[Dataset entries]

◇ ◇ ◇ ◇ ◇ ◇ ◇

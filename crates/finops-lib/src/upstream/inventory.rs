//! Cluster inventory for idle resource detection
//!
//! Lists pods, persistent volume claims and services through the Kubernetes
//! API and reports objects that cost money without serving a workload.

use super::InventorySource;
use crate::error::Result;
use crate::models::{IdleKind, IdleResource};
use async_trait::async_trait;
use k8s_openapi::api::core::v1::{PersistentVolumeClaim, Pod, Service};
use k8s_openapi::apimachinery::pkg::api::resource::Quantity;
use kube::api::{Api, ListParams};
use kube::Client;
use std::collections::{BTreeMap, HashSet};
use tracing::debug;

const UPSTREAM: &str = crate::health::components::INVENTORY;

/// Prices for inventory objects
#[derive(Debug, Clone, Copy, PartialEq)]
pub struct InventoryPricing {
    pub storage_gib_month: f64,
    pub load_balancer_month: f64,
}

impl Default for InventoryPricing {
    fn default() -> Self {
        Self {
            storage_gib_month: 0.10,
            load_balancer_month: 18.25,
        }
    }
}

/// Inventory source backed by the Kubernetes API
pub struct KubeInventory {
    client: Client,
    pricing: InventoryPricing,
}

impl KubeInventory {
    pub fn new(client: Client, pricing: InventoryPricing) -> Self {
        Self { client, pricing }
    }

    /// Connect using in-cluster config or the local kubeconfig
    pub async fn try_default(pricing: InventoryPricing) -> Result<Self> {
        let client = Client::try_default().await?;
        Ok(Self::new(client, pricing))
    }
}

#[async_trait]
impl InventorySource for KubeInventory {
    fn name(&self) -> &str {
        UPSTREAM
    }

    async fn fetch_idle_resources(&self) -> Result<Vec<IdleResource>> {
        let params = ListParams::default();
        let pods = Api::<Pod>::all(self.client.clone()).list(&params).await?.items;
        let claims = Api::<PersistentVolumeClaim>::all(self.client.clone())
            .list(&params)
            .await?
            .items;
        let services = Api::<Service>::all(self.client.clone())
            .list(&params)
            .await?
            .items;

        debug!(
            pods = pods.len(),
            claims = claims.len(),
            services = services.len(),
            "Listed cluster inventory"
        );

        Ok(find_idle_resources(&pods, &claims, &services, &self.pricing))
    }
}

fn is_live(pod: &Pod) -> bool {
    matches!(
        pod.status.as_ref().and_then(|s| s.phase.as_deref()),
        Some("Running") | Some("Pending")
    )
}

fn is_running(pod: &Pod) -> bool {
    pod.status.as_ref().and_then(|s| s.phase.as_deref()) == Some("Running")
}

/// Idle PVCs (bound but not mounted by a live pod) and LoadBalancer services
/// whose selector matches no running pod
pub(crate) fn find_idle_resources(
    pods: &[Pod],
    claims: &[PersistentVolumeClaim],
    services: &[Service],
    pricing: &InventoryPricing,
) -> Vec<IdleResource> {
    let mut idle = Vec::new();

    let mounted: HashSet<(String, String)> = pods
        .iter()
        .filter(|p| is_live(p))
        .flat_map(|pod| {
            let namespace = pod.metadata.namespace.clone().unwrap_or_default();
            pod.spec
                .iter()
                .flat_map(|spec| spec.volumes.iter().flatten())
                .filter_map(|v| v.persistent_volume_claim.as_ref())
                .map(move |c| (namespace.clone(), c.claim_name.clone()))
                .collect::<Vec<_>>()
        })
        .collect();

    for claim in claims {
        let (Some(namespace), Some(name)) = (&claim.metadata.namespace, &claim.metadata.name) else {
            continue;
        };
        let bound = claim.status.as_ref().and_then(|s| s.phase.as_deref()) == Some("Bound");
        if !bound || mounted.contains(&(namespace.clone(), name.clone())) {
            continue;
        }

        let storage = claim
            .status
            .as_ref()
            .and_then(|s| s.capacity.as_ref())
            .and_then(|c| c.get("storage"))
            .or_else(|| {
                claim
                    .spec
                    .as_ref()
                    .and_then(|s| s.resources.as_ref())
                    .and_then(|r| r.requests.as_ref())
                    .and_then(|r| r.get("storage"))
            })
            .and_then(parse_quantity_gib)
            .unwrap_or(0.0);

        idle.push(IdleResource {
            namespace: namespace.clone(),
            name: name.clone(),
            kind: IdleKind::PersistentVolumeClaim,
            monthly_cost: storage * pricing.storage_gib_month,
        });
    }

    for service in services {
        let (Some(namespace), Some(name)) = (&service.metadata.namespace, &service.metadata.name)
        else {
            continue;
        };
        let Some(spec) = &service.spec else { continue };
        if spec.type_.as_deref() != Some("LoadBalancer") {
            continue;
        }
        // Services without a selector are backed by manual endpoints
        let Some(selector) = spec.selector.as_ref().filter(|s| !s.is_empty()) else {
            continue;
        };

        let backed = pods.iter().filter(|p| is_running(p)).any(|pod| {
            pod.metadata.namespace.as_deref() == Some(namespace.as_str())
                && labels_match(selector, pod.metadata.labels.as_ref())
        });

        if !backed {
            idle.push(IdleResource {
                namespace: namespace.clone(),
                name: name.clone(),
                kind: IdleKind::LoadBalancer,
                monthly_cost: pricing.load_balancer_month,
            });
        }
    }

    idle
}

fn labels_match(
    selector: &BTreeMap<String, String>,
    labels: Option<&BTreeMap<String, String>>,
) -> bool {
    let Some(labels) = labels else {
        return false;
    };
    selector.iter().all(|(k, v)| labels.get(k) == Some(v))
}

/// Convert a Kubernetes storage quantity (`10Gi`, `500M`, `1073741824`) to GiB
pub fn parse_quantity_gib(quantity: &Quantity) -> Option<f64> {
    const GIB: f64 = 1024.0 * 1024.0 * 1024.0;
    let raw = quantity.0.trim();

    let split = raw
        .find(|c: char| c.is_ascii_alphabetic())
        .unwrap_or(raw.len());
    let (number, suffix) = raw.split_at(split);
    let number: f64 = number.parse().ok()?;

    let multiplier = match suffix {
        "" => 1.0,
        "Ki" => 1024.0,
        "Mi" => 1024.0 * 1024.0,
        "Gi" => GIB,
        "Ti" => GIB * 1024.0,
        "Pi" => GIB * 1024.0 * 1024.0,
        "k" => 1e3,
        "M" => 1e6,
        "G" => 1e9,
        "T" => 1e12,
        "P" => 1e15,
        _ => return None,
    };

    Some(number * multiplier / GIB)
}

◇ ◇ ◇ ◇ ◇ ◇ ◇

Every line in the records that holds the word "KubeInventory" should be copied into the answer.

pub struct KubeInventory {
impl KubeInventory {
impl InventorySource for KubeInventory {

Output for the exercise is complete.